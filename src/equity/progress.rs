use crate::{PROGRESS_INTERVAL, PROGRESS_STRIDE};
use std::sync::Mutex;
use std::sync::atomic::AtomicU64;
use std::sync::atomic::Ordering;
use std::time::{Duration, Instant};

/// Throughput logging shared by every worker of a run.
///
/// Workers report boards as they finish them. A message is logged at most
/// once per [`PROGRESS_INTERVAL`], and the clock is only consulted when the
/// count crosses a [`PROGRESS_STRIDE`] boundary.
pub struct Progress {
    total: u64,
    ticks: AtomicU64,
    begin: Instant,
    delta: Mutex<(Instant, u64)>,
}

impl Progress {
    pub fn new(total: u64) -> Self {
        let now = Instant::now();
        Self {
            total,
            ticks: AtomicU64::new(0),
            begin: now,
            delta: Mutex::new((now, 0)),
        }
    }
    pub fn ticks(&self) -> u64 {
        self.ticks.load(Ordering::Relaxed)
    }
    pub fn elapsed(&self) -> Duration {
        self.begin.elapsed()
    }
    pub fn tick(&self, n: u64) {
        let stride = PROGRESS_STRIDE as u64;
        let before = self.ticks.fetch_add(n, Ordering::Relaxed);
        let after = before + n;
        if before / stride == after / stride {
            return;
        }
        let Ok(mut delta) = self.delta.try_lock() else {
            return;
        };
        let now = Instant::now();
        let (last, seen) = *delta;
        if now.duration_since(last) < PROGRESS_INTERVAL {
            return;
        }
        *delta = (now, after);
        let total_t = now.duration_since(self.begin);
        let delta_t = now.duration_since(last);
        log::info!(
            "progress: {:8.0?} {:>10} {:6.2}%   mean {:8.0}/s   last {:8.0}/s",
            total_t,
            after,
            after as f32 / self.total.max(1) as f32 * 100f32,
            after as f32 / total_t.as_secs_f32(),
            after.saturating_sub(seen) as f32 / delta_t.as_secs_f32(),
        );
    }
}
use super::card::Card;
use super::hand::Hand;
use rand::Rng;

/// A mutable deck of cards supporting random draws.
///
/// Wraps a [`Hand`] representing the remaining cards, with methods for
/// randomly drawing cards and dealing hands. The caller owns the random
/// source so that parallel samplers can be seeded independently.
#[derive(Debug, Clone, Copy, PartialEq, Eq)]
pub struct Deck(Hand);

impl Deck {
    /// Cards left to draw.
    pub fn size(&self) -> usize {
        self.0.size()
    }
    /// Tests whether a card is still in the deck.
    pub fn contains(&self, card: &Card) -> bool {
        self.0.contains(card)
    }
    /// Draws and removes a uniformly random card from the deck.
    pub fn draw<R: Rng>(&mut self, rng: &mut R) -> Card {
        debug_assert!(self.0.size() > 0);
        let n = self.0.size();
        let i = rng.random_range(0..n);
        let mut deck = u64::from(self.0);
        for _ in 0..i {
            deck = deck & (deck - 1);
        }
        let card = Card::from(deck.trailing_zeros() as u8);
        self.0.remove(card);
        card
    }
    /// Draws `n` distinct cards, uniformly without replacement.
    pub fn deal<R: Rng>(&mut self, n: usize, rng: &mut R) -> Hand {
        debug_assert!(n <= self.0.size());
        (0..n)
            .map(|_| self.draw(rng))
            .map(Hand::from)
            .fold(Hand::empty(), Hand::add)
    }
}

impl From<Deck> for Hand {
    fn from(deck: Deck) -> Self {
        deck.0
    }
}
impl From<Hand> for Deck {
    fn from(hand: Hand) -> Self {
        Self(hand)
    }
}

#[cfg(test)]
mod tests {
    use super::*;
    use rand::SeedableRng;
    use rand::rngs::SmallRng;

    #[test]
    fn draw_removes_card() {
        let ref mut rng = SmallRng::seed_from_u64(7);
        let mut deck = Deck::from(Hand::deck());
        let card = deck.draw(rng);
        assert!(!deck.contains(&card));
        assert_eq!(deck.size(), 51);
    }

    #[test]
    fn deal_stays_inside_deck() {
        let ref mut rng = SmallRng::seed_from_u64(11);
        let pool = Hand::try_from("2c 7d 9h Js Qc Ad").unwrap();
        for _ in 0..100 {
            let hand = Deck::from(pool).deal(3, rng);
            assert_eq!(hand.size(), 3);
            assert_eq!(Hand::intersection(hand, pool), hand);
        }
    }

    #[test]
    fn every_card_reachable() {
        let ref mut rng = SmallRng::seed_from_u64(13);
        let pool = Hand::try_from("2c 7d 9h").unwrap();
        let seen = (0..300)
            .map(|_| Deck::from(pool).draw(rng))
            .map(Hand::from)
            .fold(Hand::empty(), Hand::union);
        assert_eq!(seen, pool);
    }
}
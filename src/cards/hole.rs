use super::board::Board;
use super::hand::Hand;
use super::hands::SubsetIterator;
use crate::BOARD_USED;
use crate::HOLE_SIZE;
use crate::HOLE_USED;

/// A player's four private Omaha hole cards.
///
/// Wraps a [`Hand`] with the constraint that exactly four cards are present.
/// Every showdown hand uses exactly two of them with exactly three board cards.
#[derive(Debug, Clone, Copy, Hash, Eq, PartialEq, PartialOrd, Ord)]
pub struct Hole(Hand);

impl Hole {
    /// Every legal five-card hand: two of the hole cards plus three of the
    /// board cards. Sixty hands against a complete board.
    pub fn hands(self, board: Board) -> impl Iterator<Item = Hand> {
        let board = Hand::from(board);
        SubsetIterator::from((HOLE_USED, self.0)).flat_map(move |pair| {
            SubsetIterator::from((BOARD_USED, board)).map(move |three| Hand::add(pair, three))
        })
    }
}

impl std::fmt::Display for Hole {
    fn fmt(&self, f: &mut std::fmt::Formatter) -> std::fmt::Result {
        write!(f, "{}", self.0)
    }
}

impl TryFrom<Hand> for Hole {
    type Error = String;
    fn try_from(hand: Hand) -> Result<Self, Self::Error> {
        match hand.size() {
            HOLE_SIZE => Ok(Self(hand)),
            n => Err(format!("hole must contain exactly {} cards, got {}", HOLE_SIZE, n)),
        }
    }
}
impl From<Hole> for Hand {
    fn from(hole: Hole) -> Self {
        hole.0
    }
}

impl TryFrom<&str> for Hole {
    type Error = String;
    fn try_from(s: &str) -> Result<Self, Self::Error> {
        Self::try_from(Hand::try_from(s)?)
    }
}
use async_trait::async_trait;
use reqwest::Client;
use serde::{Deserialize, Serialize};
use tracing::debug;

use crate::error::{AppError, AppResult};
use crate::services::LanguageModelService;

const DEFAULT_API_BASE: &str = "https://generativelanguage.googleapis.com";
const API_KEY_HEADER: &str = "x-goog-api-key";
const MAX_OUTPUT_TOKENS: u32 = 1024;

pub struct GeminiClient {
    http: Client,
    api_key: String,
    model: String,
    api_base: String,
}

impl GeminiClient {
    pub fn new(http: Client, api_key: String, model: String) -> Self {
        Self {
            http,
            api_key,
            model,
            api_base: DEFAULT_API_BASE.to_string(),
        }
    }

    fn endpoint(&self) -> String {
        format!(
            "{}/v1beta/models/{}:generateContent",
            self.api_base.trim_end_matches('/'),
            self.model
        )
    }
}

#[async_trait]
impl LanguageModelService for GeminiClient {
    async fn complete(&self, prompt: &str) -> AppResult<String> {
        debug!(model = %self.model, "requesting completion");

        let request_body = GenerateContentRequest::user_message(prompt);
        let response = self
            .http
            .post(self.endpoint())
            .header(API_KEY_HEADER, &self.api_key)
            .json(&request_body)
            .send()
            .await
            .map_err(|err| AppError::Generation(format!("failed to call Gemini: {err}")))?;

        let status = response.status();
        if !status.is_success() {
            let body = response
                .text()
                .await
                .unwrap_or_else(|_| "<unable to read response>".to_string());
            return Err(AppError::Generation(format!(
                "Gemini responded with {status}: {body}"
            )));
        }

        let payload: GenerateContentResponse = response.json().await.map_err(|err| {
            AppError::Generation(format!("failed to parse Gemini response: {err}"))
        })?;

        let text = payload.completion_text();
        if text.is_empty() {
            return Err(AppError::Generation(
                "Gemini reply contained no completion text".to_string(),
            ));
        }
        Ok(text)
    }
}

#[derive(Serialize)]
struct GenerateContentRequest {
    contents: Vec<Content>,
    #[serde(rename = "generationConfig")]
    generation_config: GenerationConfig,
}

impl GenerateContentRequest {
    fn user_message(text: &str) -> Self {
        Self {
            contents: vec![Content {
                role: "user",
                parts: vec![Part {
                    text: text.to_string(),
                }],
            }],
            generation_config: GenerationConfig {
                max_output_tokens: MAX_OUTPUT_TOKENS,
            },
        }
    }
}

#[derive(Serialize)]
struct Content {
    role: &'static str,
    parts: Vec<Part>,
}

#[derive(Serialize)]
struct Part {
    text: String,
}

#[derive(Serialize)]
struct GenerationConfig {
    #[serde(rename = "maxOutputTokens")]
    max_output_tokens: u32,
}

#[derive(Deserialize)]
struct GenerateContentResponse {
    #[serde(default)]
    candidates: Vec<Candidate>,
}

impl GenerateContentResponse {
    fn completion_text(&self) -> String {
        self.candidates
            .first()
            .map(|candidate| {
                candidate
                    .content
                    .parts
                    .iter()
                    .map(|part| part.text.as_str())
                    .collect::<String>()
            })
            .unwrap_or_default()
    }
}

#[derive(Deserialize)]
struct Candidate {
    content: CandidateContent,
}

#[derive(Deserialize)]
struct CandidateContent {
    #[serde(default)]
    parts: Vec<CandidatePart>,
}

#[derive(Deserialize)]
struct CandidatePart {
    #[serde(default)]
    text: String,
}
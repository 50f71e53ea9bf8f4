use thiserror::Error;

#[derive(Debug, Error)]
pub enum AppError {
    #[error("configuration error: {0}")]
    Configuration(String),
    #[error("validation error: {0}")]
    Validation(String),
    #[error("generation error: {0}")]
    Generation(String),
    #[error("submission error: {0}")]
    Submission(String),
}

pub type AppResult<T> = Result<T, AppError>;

*-*-*

What the task asks: All that belongs in the answer is the run of lines above from the line containing "PartialEq, PartialOrd, Ord)]" through the line containing "const MAX_OUTPUT_TOKENS: u32 = 1024;", exactly as written.

Exercise solution:
#[derive(Debug, Clone, Copy, Hash, Eq, PartialEq, PartialOrd, Ord)]
pub struct Hole(Hand);

impl Hole {
    /// Every legal five-card hand: two of the hole cards plus three of the
    /// board cards. Sixty hands against a complete board.
    pub fn hands(self, board: Board) -> impl Iterator<Item = Hand> {
        let board = Hand::from(board);
        SubsetIterator::from((HOLE_USED, self.0)).flat_map(move |pair| {
            SubsetIterator::from((BOARD_USED, board)).map(move |three| Hand::add(pair, three))
        })
    }
}

impl std::fmt::Display for Hole {
    fn fmt(&self, f: &mut std::fmt::Formatter) -> std::fmt::Result {
        write!(f, "{}", self.0)
    }
}

impl TryFrom<Hand> for Hole {
    type Error = String;
    fn try_from(hand: Hand) -> Result<Self, Self::Error> {
        match hand.size() {
            HOLE_SIZE => Ok(Self(hand)),
            n => Err(format!("hole must contain exactly {} cards, got {}", HOLE_SIZE, n)),
        }
    }
}
impl From<Hole> for Hand {
    fn from(hole: Hole) -> Self {
        hole.0
    }
}

impl TryFrom<&str> for Hole {
    type Error = String;
    fn try_from(s: &str) -> Result<Self, Self::Error> {
        Self::try_from(Hand::try_from(s)?)
    }
}
use async_trait::async_trait;
use reqwest::Client;
use serde::{Deserialize, Serialize};
use tracing::debug;

use crate::error::{AppError, AppResult};
use crate::services::LanguageModelService;

const DEFAULT_API_BASE: &str = "https://generativelanguage.googleapis.com";
const API_KEY_HEADER: &str = "x-goog-api-key";
const MAX_OUTPUT_TOKENS: u32 = 1024;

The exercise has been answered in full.